#### Work to complete:
Below is a listing; repeat exactly the lines from the one containing "use matrix57_protocol::NUM_COLUMNS;" to the one containing "const PINS_RIGHT_SECOND: Placement", both included.

· · · ·

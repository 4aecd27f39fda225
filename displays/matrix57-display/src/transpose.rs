//! Bit transpositions between glyph space and the column buffer
//!
//! The two-character layouts are fixed permutations tied to how the
//! board is wired, so they are spelled out as tables rather than derived.

use matrix57_protocol::NUM_COLUMNS;

use crate::ROW_MASK;

/// Width of a small glyph in columns
pub const SMALL_GLYPH_COLUMNS: usize = 3;

/// Height of a small glyph in rows
pub const SMALL_GLYPH_ROWS: usize = 5;

/// Destination (column, row bit) for every source (glyph column, glyph row)
type Placement = [[(u8, u8); SMALL_GLYPH_ROWS]; SMALL_GLYPH_COLUMNS];

/// First character, pins on the right
#[rustfmt::skip]
const PINS_RIGHT_FIRST: Placement = [
    [(4, 0), (3, 0), (2, 0), (1, 0), (0, 0)],
    [(4, 1), (3, 1), (2, 1), (1, 1), (0, 1)],
    [(4, 2), (3, 2), (2, 2), (1, 2), (0, 2)],
];

/// Second character, pins on the right
#[rustfmt::skip]
const PINS_RIGHT_SECOND: Placement = [
    [(4, 4), (3, 4), (2, 4), (1, 4), (0, 4)],
    [(4, 5), (3, 5), (2, 5), (1, 5), (0, 5)],
    [(4, 6), (3, 6), (2, 6), (1, 6), (0, 6)],
];

/// First character, pins on the left
#[rustfmt::skip]
const PINS_LEFT_FIRST: Placement = [
    [(0, 6), (1, 6), (2, 6), (3, 6), (4, 6)],
    [(0, 5), (1, 5), (2, 5), (3, 5), (4, 5)],
    [(0, 4), (1, 4), (2, 4), (3, 4), (4, 4)],
];

/// Second character, pins on the left
#[rustfmt::skip]
const PINS_LEFT_SECOND: Placement = [
    [(0, 2), (1, 2), (2, 2), (3, 2), (4, 2)],
    [(0, 1), (1, 1), (2, 1), (3, 1), (4, 1)],
    [(0, 0), (1, 0), (2, 0), (3, 0), (4, 0)],
];

fn place(columns: &mut [u8; NUM_COLUMNS], glyph: &[u8], table: &Placement) {
    for (source_column, rows) in table.iter().enumerate() {
        let bits = glyph.get(source_column).copied().unwrap_or(0);
        for (source_row, &(column, row)) in rows.iter().enumerate() {
            if bits & (1 << source_row) != 0 {
                columns[usize::from(column)] |= 1 << row;
            }
        }
    }
}

/// Lay two small glyphs side by side, rotated a quarter turn
///
/// `first` and `second` are column bytes of 3×5 glyphs (bit 0 = top row).
/// With `flipped` the mirrored layout is used, for a board mounted with
/// its pins on the other side.
pub fn two_small_chars(first: &[u8], second: &[u8], flipped: bool) -> [u8; NUM_COLUMNS] {
    let mut columns = [0; NUM_COLUMNS];
    if flipped {
        place(&mut columns, first, &PINS_LEFT_FIRST);
        place(&mut columns, second, &PINS_LEFT_SECOND);
    } else {
        place(&mut columns, first, &PINS_RIGHT_FIRST);
        place(&mut columns, second, &PINS_RIGHT_SECOND);
    }
    columns
}

/// How a `data_scroll` byte merges into the bitmap
#[derive(Debug, Clone, Copy, PartialEq, Eq, Default)]
#[cfg_attr(feature = "defmt", derive(defmt::Format))]
pub enum ShiftDir {
    /// Columns move toward index 0, the byte enters at index 4
    #[default]
    IntoLast,
    /// Columns move toward index 4, the byte enters at index 0
    IntoFirst,
    /// Rows move toward bit 0, bit i of the byte enters bit 6 of column i
    IntoHighRow,
    /// Rows move toward bit 6, bit i of the byte enters bit 0 of column i
    IntoLowRow,
}

impl ShiftDir {
    /// Decode the `shift_dir` parameter, `None` if unsupported
    pub fn from_byte(byte: u8) -> Option<Self> {
        match byte {
            0 => Some(ShiftDir::IntoLast),
            1 => Some(ShiftDir::IntoFirst),
            2 => Some(ShiftDir::IntoHighRow),
            3 => Some(ShiftDir::IntoLowRow),
            _ => None,
        }
    }

    pub fn to_byte(self) -> u8 {
        match self {
            ShiftDir::IntoLast => 0,
            ShiftDir::IntoFirst => 1,
            ShiftDir::IntoHighRow => 2,
            ShiftDir::IntoLowRow => 3,
        }
    }

    /// Merge `byte` into `columns`
    pub fn merge(self, columns: &mut [u8], byte: u8) {
        match self {
            ShiftDir::IntoLast => {
                columns.rotate_left(1);
                if let Some(last) = columns.last_mut() {
                    *last = byte;
                }
            }
            ShiftDir::IntoFirst => {
                columns.rotate_right(1);
                if let Some(first) = columns.first_mut() {
                    *first = byte;
                }
            }
            ShiftDir::IntoHighRow => {
                for (index, column) in columns.iter_mut().enumerate() {
                    let incoming = if byte & (1 << index) != 0 { 0x40 } else { 0 };
                    *column = (*column >> 1) | incoming;
                }
            }
            ShiftDir::IntoLowRow => {
                for (index, column) in columns.iter_mut().enumerate() {
                    let incoming = if byte & (1 << index) != 0 { 0x01 } else { 0 };
                    *column = ((*column << 1) & ROW_MASK) | incoming;
                }
            }
        }
    }
}

#[cfg(test)]
mod tests {
    use super::*;
    use proptest::prelude::*;

    fn dots(columns: &[u8]) -> u32 {
        columns.iter().map(|column| column.count_ones()).sum()
    }

    proptest! {
        #[test]
        fn test_two_chars_keeps_every_dot(
            first in prop::array::uniform3(0u8..32),
            second in prop::array::uniform3(0u8..32),
            flipped: bool,
        ) {
            let columns = two_small_chars(&first, &second, flipped);
            prop_assert_eq!(dots(&columns), dots(&first) + dots(&second));
        }

        #[test]
        fn test_row_merge_stays_in_seven_rows(
            start in prop::array::uniform5(0u8..0x80),
            byte: u8,
            up: bool,
        ) {
            let mut columns = start;
            let dir = if up { ShiftDir::IntoLowRow } else { ShiftDir::IntoHighRow };
            dir.merge(&mut columns, byte);
            prop_assert!(columns.iter().all(|&column| column & !ROW_MASK == 0));
        }
    }

    #[test]
    fn test_two_chars_exact_bits() {
        // First glyph: top-left and bottom-right dots
        let first = [0b00001, 0b00000, 0b10000];
        // Second glyph: row 1 of column 0, row 2 of column 1
        let second = [0b00010, 0b00100, 0b00000];

        assert_eq!(
            two_small_chars(&first, &second, false),
            [0x04, 0x00, 0x20, 0x10, 0x01]
        );
        assert_eq!(
            two_small_chars(&first, &second, true),
            [0x40, 0x04, 0x02, 0x00, 0x10]
        );
    }

    #[test]
    fn test_two_chars_digits() {
        let one = [0x12, 0x1f, 0x10];
        let zero = [0x1f, 0x11, 0x1f];
        assert_eq!(
            two_small_chars(&one, &zero, false),
            [0x77, 0x52, 0x52, 0x53, 0x72]
        );
    }

    #[test]
    fn test_tables_are_permutations() {
        for (a, b) in [
            (&PINS_RIGHT_FIRST, &PINS_RIGHT_SECOND),
            (&PINS_LEFT_FIRST, &PINS_LEFT_SECOND),
        ] {
            let mut seen = [0u8; NUM_COLUMNS];
            for &(column, row) in a.iter().chain(b.iter()).flatten() {
                let bit = 1 << row;
                assert_eq!(seen[usize::from(column)] & bit, 0);
                seen[usize::from(column)] |= bit;
            }
            // Row 3 stays dark as the gap between the two glyphs
            assert!(seen.iter().all(|&column| column == 0x77));
        }
    }

    #[test]
    fn test_merge_columns() {
        let mut columns = [1, 2, 3, 4, 5];
        ShiftDir::IntoLast.merge(&mut columns, 9);
        assert_eq!(columns, [2, 3, 4, 5, 9]);

        let mut columns = [1, 2, 3, 4, 5];
        ShiftDir::IntoFirst.merge(&mut columns, 9);
        assert_eq!(columns, [9, 1, 2, 3, 4]);
    }

    #[test]
    fn test_merge_rows() {
        let mut columns = [0x01, 0x40, 0x00, 0x7f, 0x00];
        ShiftDir::IntoHighRow.merge(&mut columns, 0b00101);
        assert_eq!(columns, [0x40, 0x20, 0x40, 0x3f, 0x00]);

        let mut columns = [0x01, 0x40, 0x00, 0x7f, 0x00];
        ShiftDir::IntoLowRow.merge(&mut columns, 0b10010);
        assert_eq!(columns, [0x02, 0x01, 0x00, 0x7e, 0x01]);
    }

    #[test]
    fn test_shift_dir_rejects_unknown() {
        assert_eq!(ShiftDir::from_byte(4), None);
        for dir in [
            ShiftDir::IntoLast,
            ShiftDir::IntoFirst,
            ShiftDir::IntoHighRow,
            ShiftDir::IntoLowRow,
        ] {
            assert_eq!(ShiftDir::from_byte(dir.to_byte()), Some(dir));
        }
    }
}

· · · ·

#### Response below:
use matrix57_protocol::NUM_COLUMNS;

use crate::ROW_MASK;

/// Width of a small glyph in columns
pub const SMALL_GLYPH_COLUMNS: usize = 3;

/// Height of a small glyph in rows
pub const SMALL_GLYPH_ROWS: usize = 5;

/// Destination (column, row bit) for every source (glyph column, glyph row)
type Placement = [[(u8, u8); SMALL_GLYPH_ROWS]; SMALL_GLYPH_COLUMNS];

/// First character, pins on the right
#[rustfmt::skip]
const PINS_RIGHT_FIRST: Placement = [
    [(4, 0), (3, 0), (2, 0), (1, 0), (0, 0)],
    [(4, 1), (3, 1), (2, 1), (1, 1), (0, 1)],
    [(4, 2), (3, 2), (2, 2), (1, 2), (0, 2)],
];

/// Second character, pins on the right
#[rustfmt::skip]
const PINS_RIGHT_SECOND: Placement = [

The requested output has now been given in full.